Like a Polaroid snapshot, Westmoreland’s new novel takes a delightful look at the daily life of people living in the city of Portland, Ore.
Using an interesting blend of first- and third-person narration, Westmoreland’s characters share their thoughts and feelings, often providing alternate views of the same situation. Bill Fielder owns a doggie day care center that connects the various characters of the story via their dogs. Bill’s gay roommate, Andrew, is the musical director at an elementary school. Everyone assumes that Bill’s gay too, and this creates some interesting problems for a straight man. Jessica Sterling works for Bill and finds him attractive, but is frustrated by her erroneous view of his sexual orientation. Westmoreland’s ingenuous use of subtlety and humor to handle controversial situations is refreshing. Michael Childress is an up-and-coming adman. When Michael is promoted, his boss makes it clear he will need a car. He knows this will be a problem for his eco-friendly wife, but he buys one anyway, believing she’ll come around. The zany antics that arise from this seemingly innocuous act are reminiscent of Ralph Cramden’s conundrums on The Honeymooners.
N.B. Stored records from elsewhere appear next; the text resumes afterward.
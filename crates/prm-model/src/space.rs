//! # Spaces, Surfaces, and Ventilation Specifications
//!
//! Geometry and occupancy-side objects: spaces with their envelope surfaces,
//! space types carrying standards classifications, outdoor-air design
//! specifications, and infiltration objects.

use serde::{Deserialize, Serialize};

use prm_core::{ScheduleId, SpaceId, SpaceTypeId, ThermalZoneId};

// ─── Geometry ───────────────────────────────────────────────────────────────

/// A point in model coordinates (metres).
#[derive(Debug, Clone, Copy, PartialEq, Serialize, Deserialize)]
pub struct Point3 {
    pub x: f64,
    pub y: f64,
    pub z: f64,
}

impl Point3 {
    pub fn new(x: f64, y: f64, z: f64) -> Self {
        Self { x, y, z }
    }
}

/// Area of a planar polygon (Newell's method).
pub fn polygon_area(vertices: &[Point3]) -> f64 {
    if vertices.len() < 3 {
        return 0.0;
    }
    let (mut nx, mut ny, mut nz) = (0.0, 0.0, 0.0);
    for (i, a) in vertices.iter().enumerate() {
        let b = &vertices[(i + 1) % vertices.len()];
        nx += (a.y - b.y) * (a.z + b.z);
        ny += (a.z - b.z) * (a.x + b.x);
        nz += (a.x - b.x) * (a.y + b.y);
    }
    0.5 * (nx * nx + ny * ny + nz * nz).sqrt()
}

/// Vertex centroid of a polygon.
pub fn polygon_centroid(vertices: &[Point3]) -> Option<Point3> {
    if vertices.is_empty() {
        return None;
    }
    let n = vertices.len() as f64;
    let (sx, sy, sz) = vertices
        .iter()
        .fold((0.0, 0.0, 0.0), |(x, y, z), p| (x + p.x, y + p.y, z + p.z));
    Some(Point3::new(sx / n, sy / n, sz / n))
}

// ─── Surfaces ───────────────────────────────────────────────────────────────

/// Surface classification.
#[derive(Debug, Clone, Copy, PartialEq, Eq, Serialize, Deserialize)]
pub enum SurfaceType {
    Wall,
    RoofCeiling,
    Floor,
}

/// What lies on the other side of a surface.
#[derive(Debug, Clone, Copy, PartialEq, Eq, Serialize, Deserialize)]
#[serde(tag = "type")]
pub enum OutsideBoundary {
    Outdoors,
    Ground,
    Adiabatic,
    /// An interior surface shared with another space.
    Surface { adjacent_space: SpaceId },
}

/// Sub-surface classification.
#[derive(Debug, Clone, Copy, PartialEq, Eq, Serialize, Deserialize)]
pub enum SubSurfaceType {
    FixedWindow,
    OperableWindow,
    Skylight,
    Door,
    GlassDoor,
}

/// A window, skylight, or door set into a surface.
#[derive(Debug, Clone, PartialEq, Serialize, Deserialize)]
pub struct SubSurface {
    pub name: String,
    pub sub_surface_type: SubSurfaceType,
    pub vertices: Vec<Point3>,
}

impl SubSurface {
    /// Net area in m².
    pub fn net_area(&self) -> f64 {
        polygon_area(&self.vertices)
    }

    /// Shrink the sub-surface toward its centroid so its area falls by
    /// `fraction` (0.0 keeps it, 1.0 collapses it).
    pub fn shrink_toward_centroid(&mut self, fraction: f64) {
        let Some(c) = polygon_centroid(&self.vertices) else {
            return;
        };
        let scale = (1.0 - fraction.clamp(0.0, 1.0)).sqrt();
        for v in &mut self.vertices {
            v.x = c.x + (v.x - c.x) * scale;
            v.y = c.y + (v.y - c.y) * scale;
            v.z = c.z + (v.z - c.z) * scale;
        }
    }
}

/// An envelope or interior surface of a space.
#[derive(Debug, Clone, PartialEq, Serialize, Deserialize)]
pub struct Surface {
    pub name: String,
    pub surface_type: SurfaceType,
    pub outside_boundary: OutsideBoundary,
    /// Gross area including sub-surfaces, m².
    pub gross_area: f64,
    #[serde(default)]
    pub sub_surfaces: Vec<SubSurface>,
}

// ─── Outdoor air and infiltration ───────────────────────────────────────────

/// How the per-person, per-area, per-zone, and ACH terms combine.
#[derive(Debug, Clone, Copy, PartialEq, Eq, Serialize, Deserialize)]
pub enum OutdoorAirMethod {
    Sum,
    Maximum,
}

/// Design outdoor-air requirement of a space.
#[derive(Debug, Clone, PartialEq, Serialize, Deserialize)]
pub struct DesignSpecificationOutdoorAir {
    pub name: String,
    pub method: OutdoorAirMethod,
    /// m³/s per person.
    #[serde(default)]
    pub flow_per_person: f64,
    /// m³/s per m² of floor.
    #[serde(default)]
    pub flow_per_floor_area: f64,
    /// m³/s.
    #[serde(default)]
    pub flow_per_zone: f64,
    /// Air changes per hour.
    #[serde(default)]
    pub air_changes_per_hour: f64,
}

impl DesignSpecificationOutdoorAir {
    /// Outdoor airflow (m³/s) for a space of the given size and occupancy.
    pub fn flow_rate(&self, floor_area_m2: f64, volume_m3: f64, people: f64) -> f64 {
        let terms = [
            self.flow_per_person * people,
            self.flow_per_floor_area * floor_area_m2,
            self.flow_per_zone,
            self.air_changes_per_hour * volume_m3 / 3600.0,
        ];
        match self.method {
            OutdoorAirMethod::Sum => terms.iter().sum(),
            OutdoorAirMethod::Maximum => terms.iter().copied().fold(0.0, f64::max),
        }
    }
}

/// Design flow rate calculation method of an infiltration object.
#[derive(Debug, Clone, Copy, PartialEq, Eq, Serialize, Deserialize)]
pub enum InfiltrationMethod {
    #[serde(rename = "Flow/Zone")]
    FlowPerZone,
    #[serde(rename = "Flow/Area")]
    FlowPerArea,
    #[serde(rename = "Flow/ExteriorArea")]
    FlowPerExteriorArea,
    #[serde(rename = "Flow/ExteriorWallArea")]
    FlowPerExteriorWallArea,
    #[serde(rename = "AirChanges/Hour")]
    AirChangesPerHour,
}

impl InfiltrationMethod {
    /// EnergyPlus keyword.
    pub fn as_str(&self) -> &'static str {
        match self {
            Self::FlowPerZone => "Flow/Zone",
            Self::FlowPerArea => "Flow/Area",
            Self::FlowPerExteriorArea => "Flow/ExteriorArea",
            Self::FlowPerExteriorWallArea => "Flow/ExteriorWallArea",
            Self::AirChangesPerHour => "AirChanges/Hour",
        }
    }
}

impl std::fmt::Display for InfiltrationMethod {
    fn fmt(&self, f: &mut std::fmt::Formatter<'_>) -> std::fmt::Result {
        f.write_str(self.as_str())
    }
}

/// A design-flow-rate infiltration object.
#[derive(Debug, Clone, PartialEq, Serialize, Deserialize)]
pub struct Infiltration {
    pub name: String,
    pub method: InfiltrationMethod,
    /// m³/s, used with `Flow/Zone`.
    #[serde(default)]
    pub design_flow_rate: Option<f64>,
    /// m³/s per m² floor.
    #[serde(default)]
    pub flow_per_floor_area: Option<f64>,
    /// m³/s per m² exterior surface.
    #[serde(default)]
    pub flow_per_exterior_surface_area: Option<f64>,
    /// m³/s per m² exterior wall.
    #[serde(default)]
    pub flow_per_exterior_wall_area: Option<f64>,
    #[serde(default)]
    pub air_changes_per_hour: Option<f64>,
    /// Constant, temperature, velocity, and velocity-squared terms.
    pub coefficients: [f64; 4],
    #[serde(default)]
    pub schedule: Option<ScheduleId>,
}

impl Infiltration {
    /// Default EnergyPlus coefficients.
    pub const DEFAULT_COEFFICIENTS: [f64; 4] = [1.0, 0.0, 0.0, 0.0];

    /// An infiltration object specified per unit exterior wall area.
    pub fn per_exterior_wall_area(name: impl Into<String>, rate: f64, coefficients: [f64; 4]) -> Self {
        Self {
            name: name.into(),
            method: InfiltrationMethod::FlowPerExteriorWallArea,
            design_flow_rate: None,
            flow_per_floor_area: None,
            flow_per_exterior_surface_area: None,
            flow_per_exterior_wall_area: Some(rate),
            air_changes_per_hour: None,
            coefficients,
            schedule: None,
        }
    }

    /// An infiltration object specified per unit floor area.
    pub fn per_floor_area(name: impl Into<String>, rate: f64) -> Self {
        Self {
            name: name.into(),
            method: InfiltrationMethod::FlowPerArea,
            design_flow_rate: None,
            flow_per_floor_area: Some(rate),
            flow_per_exterior_surface_area: None,
            flow_per_exterior_wall_area: None,
            air_changes_per_hour: None,
            coefficients: Self::DEFAULT_COEFFICIENTS,
            schedule: None,
        }
    }
}

/// Effective-leakage-area infiltration (residential model; not valid for PRM).
#[derive(Debug, Clone, PartialEq, Serialize, Deserialize)]
pub struct EffectiveLeakageArea {
    pub name: String,
    pub space: SpaceId,
}

// ─── Spaces ─────────────────────────────────────────────────────────────────

/// Conditioning category per 90.1 definitions.
#[derive(Debug, Clone, Copy, PartialEq, Eq, Serialize, Deserialize)]
pub enum ConditioningCategory {
    Conditioned,
    Semiheated,
    Unconditioned,
}

/// A space type: standards classification plus shared ventilation and infiltration.
#[derive(Debug, Clone, PartialEq, Serialize, Deserialize)]
pub struct SpaceType {
    pub id: SpaceTypeId,
    pub name: String,
    #[serde(default)]
    pub standards_building_type: Option<String>,
    #[serde(default)]
    pub standards_space_type: Option<String>,
    #[serde(default)]
    pub design_outdoor_air: Option<DesignSpecificationOutdoorAir>,
    #[serde(default)]
    pub infiltration: Vec<Infiltration>,
}

impl SpaceType {
    pub fn new(name: impl Into<String>) -> Self {
        Self {
            id: SpaceTypeId::new(),
            name: name.into(),
            standards_building_type: None,
            standards_space_type: None,
            design_outdoor_air: None,
            infiltration: Vec::new(),
        }
    }
}

/// An enclosed space.
#[derive(Debug, Clone, PartialEq, Serialize, Deserialize)]
pub struct Space {
    pub id: SpaceId,
    pub name: String,
    /// m².
    pub floor_area: f64,
    /// m³.
    pub volume: f64,
    pub conditioning: ConditioningCategory,
    #[serde(default)]
    pub space_type: Option<SpaceTypeId>,
    #[serde(default)]
    pub thermal_zone: Option<ThermalZoneId>,
    #[serde(default)]
    pub design_outdoor_air: Option<DesignSpecificationOutdoorAir>,
    #[serde(default)]
    pub infiltration: Vec<Infiltration>,
    #[serde(default)]
    pub surfaces: Vec<Surface>,
}

impl Space {
    pub fn new(name: impl Into<String>, floor_area: f64, volume: f64) -> Self {
        Self {
            id: SpaceId::new(),
            name: name.into(),
            floor_area,
            volume,
            conditioning: ConditioningCategory::Conditioned,
            space_type: None,
            thermal_zone: None,
            design_outdoor_air: None,
            infiltration: Vec::new(),
            surfaces: Vec::new(),
        }
    }

    /// Gross area of surfaces exposed to outdoors, m².
    pub fn exterior_area(&self) -> f64 {
        self.surfaces
            .iter()
            .filter(|s| s.outside_boundary == OutsideBoundary::Outdoors)
            .map(|s| s.gross_area)
            .sum()
    }

    /// Gross area of walls exposed to outdoors, m².
    pub fn exterior_wall_area(&self) -> f64 {
        self.surfaces
            .iter()
            .filter(|s| {
                s.outside_boundary == OutsideBoundary::Outdoors && s.surface_type == SurfaceType::Wall
            })
            .map(|s| s.gross_area)
            .sum()
    }

    /// Iterate over outdoor roof surfaces.
    pub fn outdoor_roofs(&self) -> impl Iterator<Item = &Surface> {
        self.surfaces.iter().filter(|s| {
            s.outside_boundary == OutsideBoundary::Outdoors && s.surface_type == SurfaceType::RoofCeiling
        })
    }
}

#[cfg(test)]
mod tests {
    use super::*;

    fn square(side: f64) -> Vec<Point3> {
        vec![
            Point3::new(0.0, 0.0, 3.0),
            Point3::new(side, 0.0, 3.0),
            Point3::new(side, side, 3.0),
            Point3::new(0.0, side, 3.0),
        ]
    }

    #[test]
    fn test_polygon_area_square() {
        assert!((polygon_area(&square(2.0)) - 4.0).abs() < 1e-12);
    }

    #[test]
    fn test_polygon_area_degenerate() {
        assert_eq!(polygon_area(&square(2.0)[..2]), 0.0);
    }

    #[test]
    fn test_shrink_preserves_centroid_and_scales_area() {
        let mut sky = SubSurface {
            name: "sky".into(),
            sub_surface_type: SubSurfaceType::Skylight,
            vertices: square(2.0),
        };
        let before = polygon_centroid(&sky.vertices).unwrap();
        sky.shrink_toward_centroid(0.25);
        let after = polygon_centroid(&sky.vertices).unwrap();
        assert!((sky.net_area() - 3.0).abs() < 1e-9);
        assert!((before.x - after.x).abs() < 1e-12);
        assert!((before.y - after.y).abs() < 1e-12);
    }

    #[test]
    fn test_oa_sum_and_maximum() {
        let mut dsoa = DesignSpecificationOutdoorAir {
            name: "office".into(),
            method: OutdoorAirMethod::Sum,
            flow_per_person: 0.0025,
            flow_per_floor_area: 0.0003,
            flow_per_zone: 0.0,
            air_changes_per_hour: 0.0,
        };
        let sum = dsoa.flow_rate(100.0, 300.0, 10.0);
        assert!((sum - (0.025 + 0.03)).abs() < 1e-12);
        dsoa.method = OutdoorAirMethod::Maximum;
        assert!((dsoa.flow_rate(100.0, 300.0, 10.0) - 0.03).abs() < 1e-12);
    }

    #[test]
    fn test_exterior_areas() {
        let mut space = Space::new("s", 100.0, 300.0);
        space.surfaces.push(Surface {
            name: "w1".into(),
            surface_type: SurfaceType::Wall,
            outside_boundary: OutsideBoundary::Outdoors,
            gross_area: 30.0,
            sub_surfaces: vec![],
        });
        space.surfaces.push(Surface {
            name: "r1".into(),
            surface_type: SurfaceType::RoofCeiling,
            outside_boundary: OutsideBoundary::Outdoors,
            gross_area: 100.0,
            sub_surfaces: vec![],
        });
        space.surfaces.push(Surface {
            name: "f1".into(),
            surface_type: SurfaceType::Floor,
            outside_boundary: OutsideBoundary::Ground,
            gross_area: 100.0,
            sub_surfaces: vec![],
        });
        assert_eq!(space.exterior_wall_area(), 30.0);
        assert_eq!(space.exterior_area(), 130.0);
        assert_eq!(space.outdoor_roofs().count(), 1);
    }

    #[test]
    fn test_infiltration_method_serde_keyword() {
        let json = serde_json::to_string(&InfiltrationMethod::FlowPerExteriorWallArea).unwrap();
        assert_eq!(json, "\"Flow/ExteriorWallArea\"");
    }
}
This type of humor saturates the book and makes for laugh-out-loud fun. The author sometimes suspends one character’s subplot to engage another, but it all coalesces neatly in the end, with the exception of a lawsuit Bill enters into that involves many of the book’s key issues. It would have been interesting to explore this line further.
A fun, uplifting read driven by sitcom-style storylines.